## PROMPT:
The lines wanted are those in the data below that include "values".

*** DATA UNDER STUDY Section Begins ***

//! Margin-hinge batch reduction shared by the triplet and quadruplet losses

use crate::{
    config::LossPolicy,
    error::{MetricError, MetricResult},
    tensor::{Element, Shape, Tensor},
};

/// Threshold above which a per-query loss counts as a hard example, and the
/// stabiliser added to the hard-example count. A batch without hard examples
/// reduces to `0 / HARD_EXAMPLE_EPS == 0`.
pub const HARD_EXAMPLE_EPS: f64 = 1e-16;

/// How the hinge terms of one query are combined
#[derive(Debug, Clone, Copy, PartialEq, Eq)]
pub enum CandidateReduction {
    /// Every violating candidate contributes
    Sum,
    /// Only the worst violation counts
    Max,
}

/// How per-query losses are combined into the batch loss
#[derive(Debug, Clone, Copy, PartialEq, Eq)]
pub enum BatchReduction {
    /// Unweighted mean over all queries
    Mean,
    /// Sum divided by the number of queries with non-zero loss
    HardMean,
}

impl LossPolicy {
    pub fn candidate_reduction(&self) -> CandidateReduction {
        if self.lazy { CandidateReduction::Max } else { CandidateReduction::Sum }
    }

    pub fn batch_reduction(&self) -> BatchReduction {
        if self.ignore_zero_loss { BatchReduction::HardMean } else { BatchReduction::Mean }
    }
}

/// Result of [`margin_hinge`]
#[derive(Debug, Clone, PartialEq)]
pub struct HingeReduction<T: Element> {
    /// Batch loss
    pub loss: T,
    /// Loss of each query after the candidate reduction, shape (batch,)
    pub per_query: Tensor<T, 1>,
    /// d loss / d (margin + anchor - candidate) for every pair, shape (batch, n).
    /// Zero for inactive hinges and, with the max reduction, for every
    /// candidate but the selected one.
    pub pair_weights: Tensor<T, 2>,
    /// Number of queries whose loss exceeds [`HARD_EXAMPLE_EPS`]
    pub hard_queries: usize,
}

/// `max(0, margin + anchor[b] - candidates[b, n])`, reduced per query and then over the batch.
///
/// `anchor` has shape (batch,) and `candidates` (batch, n); `margin` must be
/// non-negative. Only `lazy` and `ignore_zero_loss` of `policy` apply here.
pub fn margin_hinge<T: Element>(
    anchor: &Tensor<T, 1>,
    candidates: &Tensor<T, 2>,
    margin: T,
    policy: LossPolicy,
) -> MetricResult<HingeReduction<T>> {
    let batch = anchor.shape().len();
    let shape = candidates.shape();
    if shape.rows() != batch {
        return Err(MetricError::shape_error(
            &format!("{} candidate rows", batch),
            &format!("{} rows", shape.rows()),
            Some("anchor and candidate distances must share the batch dimension"),
        ));
    }
    if batch == 0 || shape.cols() == 0 {
        return Err(MetricError::shape_error(
            "a non-empty (batch, n) distance matrix",
            &shape.to_string(),
            None,
        ));
    }

    let reduction = policy.candidate_reduction();
    let mut per_query = Vec::with_capacity(batch);
    // candidates that receive gradient: active hinges kept by the reduction
    let mut active: Vec<Vec<usize>> = Vec::with_capacity(batch);

    for b in 0..batch {
        let base = margin + anchor.get(b);
        let hinge = candidates.row(b).iter().map(|&c| (base - c).max_of(T::zero()));
        match reduction {
            CandidateReduction::Sum => {
                let mut total = T::zero();
                let mut selected = Vec::new();
                for (k, h) in hinge.enumerate() {
                    if h > T::zero() {
                        selected.push(k);
                    }
                    total += h;
                }
                per_query.push(total);
                active.push(selected);
            }
            CandidateReduction::Max => {
                let mut worst = T::zero();
                let mut worst_index = None;
                for (k, h) in hinge.enumerate() {
                    if h > worst {
                        worst = h;
                        worst_index = Some(k);
                    }
                }
                per_query.push(worst);
                active.push(worst_index.into_iter().collect());
            }
        }
    }

    let total: T = per_query.iter().copied().sum();
    let eps = T::from_f64(HARD_EXAMPLE_EPS);
    let hard_queries = per_query.iter().filter(|&&l| l > eps).count();
    let denominator = match policy.batch_reduction() {
        BatchReduction::Mean => T::from_usize(batch),
        BatchReduction::HardMean => T::from_usize(hard_queries) + eps,
    };
    let loss = total / denominator;
    let scale = T::one() / denominator;

    let mut pair_weights = Tensor::zeros(shape);
    for (b, selected) in active.iter().enumerate() {
        let row = pair_weights.row_mut(b);
        for &k in selected {
            row[k] = scale;
        }
    }

    Ok(HingeReduction {
        loss,
        per_query: Tensor::from_vec(per_query, Shape::new([batch]))?,
        pair_weights,
        hard_queries,
    })
}

#[cfg(test)]
mod tests {
    use super::*;

    fn anchor(values: &[f64]) -> Tensor<f64, 1> {
        Tensor::from_vec(values.to_vec(), Shape::new([values.len()])).unwrap()
    }

    fn distances(rows: Vec<Vec<f64>>) -> Tensor<f64, 2> {
        Tensor::from_rows(rows).unwrap()
    }

    #[test]
    fn test_sum_and_max_reduction() {
        let a = anchor(&[4.0]);
        let c = distances(vec![vec![2.0, 1.0]]);

        let sum = margin_hinge(&a, &c, 0.3, LossPolicy::default()).unwrap();
        assert!((sum.loss - 5.6).abs() < 1e-12);
        assert_eq!(sum.pair_weights.row(0), &[1.0, 1.0]);

        let max = margin_hinge(&a, &c, 0.3, LossPolicy::new().with_lazy(true)).unwrap();
        assert!((max.loss - 3.3).abs() < 1e-12);
        assert_eq!(max.pair_weights.row(0), &[0.0, 1.0]);
    }

    #[test]
    fn test_mean_over_batch() {
        let a = anchor(&[1.0, 0.0]);
        let c = distances(vec![vec![0.5, 3.0], vec![2.0, 2.0]]);
        let out = margin_hinge(&a, &c, 1.0, LossPolicy::default()).unwrap();
        // row 0: 1.5 + 0, row 1: 0 + 0
        assert!((out.loss - 0.75).abs() < 1e-12);
        assert_eq!(out.per_query.as_slice(), &[1.5, 0.0]);
        assert_eq!(out.hard_queries, 1);
        assert_eq!(out.pair_weights.row(0), &[0.5, 0.0]);
        assert_eq!(out.pair_weights.row(1), &[0.0, 0.0]);
    }

    #[test]
    fn test_hard_mean_ignores_easy_queries() {
        let a = anchor(&[1.0, 0.0, 1.0]);
        let c = distances(vec![vec![0.5], vec![5.0], vec![1.0]]);
        let policy = LossPolicy::new().with_ignore_zero_loss(true);
        let out = margin_hinge(&a, &c, 1.0, policy).unwrap();
        // per query 1.5, 0, 1.0 -> 2.5 / 2
        assert_eq!(out.hard_queries, 2);
        assert!((out.loss - 1.25).abs() < 1e-12);
        assert!((out.pair_weights.get(0, 0) - 0.5).abs() < 1e-12);
        assert_eq!(out.pair_weights.get(1, 0), 0.0);
    }

    #[test]
    fn test_hard_mean_without_hard_examples_is_zero() {
        let a = anchor(&[0.0, 0.0]);
        let c = distances(vec![vec![10.0, 20.0], vec![30.0, 40.0]]);
        let policy = LossPolicy::new().with_ignore_zero_loss(true);
        for lazy in [false, true] {
            let out = margin_hinge(&a, &c, 0.5, policy.with_lazy(lazy)).unwrap();
            assert!(out.loss.is_finite());
            assert!(out.loss.abs() < 1e-10);
            assert_eq!(out.hard_queries, 0);
            assert!(out.pair_weights.as_slice().iter().all(|&w| w == 0.0));
        }
    }

    #[test]
    fn test_anchor_gradient_is_row_sum_of_weights() {
        let a = anchor(&[4.0]);
        let c = distances(vec![vec![2.0, 1.0, 9.0]]);
        let out = margin_hinge(&a, &c, 0.3, LossPolicy::default()).unwrap();
        assert_eq!(out.pair_weights.row(0), &[1.0, 1.0, 0.0]);
        assert_eq!(crate::tensor::ops::sum_rows(&out.pair_weights).as_slice(), &[2.0]);
    }

    #[test]
    fn test_f32_hard_mean_without_hard_examples() {
        let a = Tensor::<f32, 1>::from_vec(vec![0.0], Shape::new([1])).unwrap();
        let c = Tensor::<f32, 2>::from_rows(vec![vec![3.0]]).unwrap();
        let out = margin_hinge(&a, &c, 0.3, LossPolicy::new().with_ignore_zero_loss(true)).unwrap();
        assert_eq!(out.loss, 0.0);
    }

    #[test]
    fn test_rejects_mismatched_rows() {
        let a = anchor(&[1.0, 2.0]);
        let c = distances(vec![vec![1.0]]);
        assert!(matches!(
            margin_hinge(&a, &c, 0.1, LossPolicy::default()),
            Err(MetricError::ShapeError(_))
        ));
    }
}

*** DATA UNDER STUDY Section Ends ***

## YOUR RESPONSE:
    fn anchor(values: &[f64]) -> Tensor<f64, 1> {
        Tensor::from_vec(values.to_vec(), Shape::new([values.len()])).unwrap()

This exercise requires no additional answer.